OK, fine. But in terms of context: You mentioned last night that you’ve done this bit before, a few times, with kids playing people like Lady Gaga. Do you see that there’s a difference between portraying the black guy as a child and doing the same thing with Lady Gaga?
I don’t think the fact that he’s black has anything to do with it. In fact, I didn’t know he was black until you brought that up. I just think it’s about somebody who jokes around and somebody who doesn’t. Kanye’s not a jester. He’s speaking seriously, and I guess it wounded him somehow.
He got a few zingers in last night.
Well, it was funny — what the home viewers didn’t see is that when we played the clip of the kid, he was laughing through the whole thing!
And you guys seemed pretty chummy during the commercial breaks. What were you saying to each other?
Well, you saw the picture that I showed of him and my father? I told Kanye that [before Wednesday’s show] my dad sent me an e-mail like, “Hey, do you want me to come down?” And at first I thought, Oh, my dad wants to come down in case I need some kind of protection. Keep in mind that I’m a 45-year-old man.

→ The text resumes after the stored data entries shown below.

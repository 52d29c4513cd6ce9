//! Unsharp masking and high-pass detail boost.
//!
//! Both add back the residual between an image and its Gaussian blur.
//! The unsharp mask gates the residual by a threshold so flat regions
//! stay untouched; the detail enhancer applies it everywhere at a fixed
//! gain.

use serde::{Deserialize, Serialize};

use crate::blur::gaussian_blur_into;
use crate::raster::{CHANNELS, alloc_raster, clamp_to_u8};
use crate::types::{PipelineError, RgbaImage};

/// Parameters of one unsharp-mask pass.
#[derive(Debug, Clone, Copy, PartialEq, Serialize, Deserialize)]
pub struct UnsharpParams {
    /// Gain applied to the residual.
    pub amount: f64,
    /// Blur radius used to build the residual.
    pub radius: f64,
    /// Residuals with magnitude at or below this are ignored.
    pub threshold: f64,
}

/// Blur radius used by [`enhance_detail`].
pub const DETAIL_RADIUS: f64 = 2.0;
/// Gain applied to the high-pass residual by [`enhance_detail`].
pub const DETAIL_GAIN: f64 = 0.8;

/// Sharpen `image` with an unsharp mask.
///
/// # Errors
///
/// Returns [`PipelineError::ResourceExhausted`] if the blur buffers
/// cannot be allocated.
pub fn unsharp_mask(image: &RgbaImage, params: UnsharpParams) -> Result<RgbaImage, PipelineError> {
    let mut out = alloc_raster(image.width(), image.height())?;
    let mut scratch = Vec::new();
    unsharp_mask_into(image, &mut out, &mut scratch, params)?;
    Ok(out)
}

/// Boost high-frequency detail: `original + (original - blur(r=2)) * 0.8`.
///
/// # Errors
///
/// Returns [`PipelineError::ResourceExhausted`] if the blur buffers
/// cannot be allocated.
pub fn enhance_detail(image: &RgbaImage) -> Result<RgbaImage, PipelineError> {
    let mut out = alloc_raster(image.width(), image.height())?;
    let mut scratch = Vec::new();
    enhance_detail_into(image, &mut out, &mut scratch)?;
    Ok(out)
}

/// Unsharp `src` into `dst`. The blur is written straight into `dst` and
/// then combined with `src` in place, so no third raster is needed.
pub(crate) fn unsharp_mask_into(
    src: &RgbaImage,
    dst: &mut RgbaImage,
    scratch: &mut Vec<f64>,
    params: UnsharpParams,
) -> Result<(), PipelineError> {
    gaussian_blur_into(src, dst, scratch, params.radius)?;
    combine_residual(src, dst, |original, diff| {
        if diff.abs() > params.threshold {
            diff.mul_add(params.amount, original)
        } else {
            original
        }
    });
    Ok(())
}

pub(crate) fn enhance_detail_into(
    src: &RgbaImage,
    dst: &mut RgbaImage,
    scratch: &mut Vec<f64>,
) -> Result<(), PipelineError> {
    gaussian_blur_into(src, dst, scratch, DETAIL_RADIUS)?;
    combine_residual(src, dst, |original, diff| {
        diff.mul_add(DETAIL_GAIN, original)
    });
    Ok(())
}

/// Replace each blurred RGB sample in `blurred` with
/// `f(original, original - blurred)`; alpha is restored from `original`.
fn combine_residual(original: &RgbaImage, blurred: &mut RgbaImage, f: impl Fn(f64, f64) -> f64) {
    let original: &[u8] = original;
    let blurred: &mut [u8] = blurred;
    for (o_px, b_px) in original
        .chunks_exact(CHANNELS)
        .zip(blurred.chunks_exact_mut(CHANNELS))
    {
        for c in 0..3 {
            let o = f64::from(o_px[c]);
            let diff = o - f64::from(b_px[c]);
            b_px[c] = clamp_to_u8(f(o, diff));
        }
        b_px[3] = o_px[3];
    }
}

And then I realized, he asked if I wanted him to come down because he thinks he and Kanye have a relationship, because they posed for a picture together.
He could squash this.
Yeah. He could help smooth this over for me. I told Kanye that story, and he laughed pretty hard at it, and then this morning he sent me an e-mail saying “Thanks for talking last night, and tell your dad I said what’s up.”

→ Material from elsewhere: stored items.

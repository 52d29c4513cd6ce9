//! Cooperative cancellation.

use std::sync::Arc;
use std::sync::atomic::{AtomicBool, Ordering};

/// Shared flag checked by the pipeline between stages.
///
/// Clones observe the same flag, so a caller can hand one clone to a
/// running job and cancel it from another thread when the request goes
/// stale. A stage already running finishes before the flag is seen.
#[derive(Debug, Clone, Default)]
pub struct CancelToken(Arc<AtomicBool>);

impl CancelToken {
    /// A fresh, uncancelled token.
    #[must_use]
    pub fn new() -> Self {
        Self::default()
    }

    /// Request cancellation.
    pub fn cancel(&self) {
        self.0.store(true, Ordering::Relaxed);
    }

    /// Whether cancellation was requested.
    #[must_use]
    pub fn is_cancelled(&self) -> bool {
        self.0.load(Ordering::Relaxed)
    }
}

#[cfg(test)]
mod tests {
    use super::*;

    #[test]
    fn clones_share_the_flag() {
        let token = CancelToken::new();
        let other = token.clone();
        assert!(!other.is_cancelled());
        token.cancel();
        assert!(other.is_cancelled());
    }

    #[test]
    fn cancel_across_threads() {
        let token = CancelToken::new();
        let remote = token.clone();
        std::thread::spawn(move || remote.cancel())
            .join()
            .unwrap_or_default();
        assert!(token.is_cancelled());
    }
}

How did Kanye West and your dad end up at the same wedding? Whose wedding was it?
My partner, Daniel Kellison — and by the way, weirdly, last night was exactly five years from the wedding. It happened to be their five-year wedding anniversary. We were producing a show [with Kanye], a puppet show, called Alligator Boots, for Comedy Central that did not get on the air. But he and Daniel became friendly. We’d been working together for a couple of weeks, and he decided to come to Daniel’s wedding. Which was not a celebrity affair. It was a low-key family wedding in Austin, Texas. And for some reason Kanye couldn’t get a private jet, so he flew out on a non-first-class Southwest Airlines flight.
So that’s where the sense of personal grievance in Kanye’s tweets came from? That tone of “I thought we were friends”?
Yeah. Maybe so, maybe so.
So who called who?
Y’know, he took down his tweets. And I felt like that was a conciliatory move. And then I sent him an e-mail, and we exchanged a couple of e-mails, and that was that. And then he sent me an e-mail saying he’d like to come on the show and talk about it. So we worked it so we could get him on Wednesday. Don Rickles had just canceled, so it all worked out.
See, now I wish Rickles had been in that room.
I know. I was thinking about that. Strangest pairing ever.
You could pretty much have quit after that and everyone would understand. There’d be no mountains left to climb.
I could have just walked out of there in my suit, got in my car, and never returned.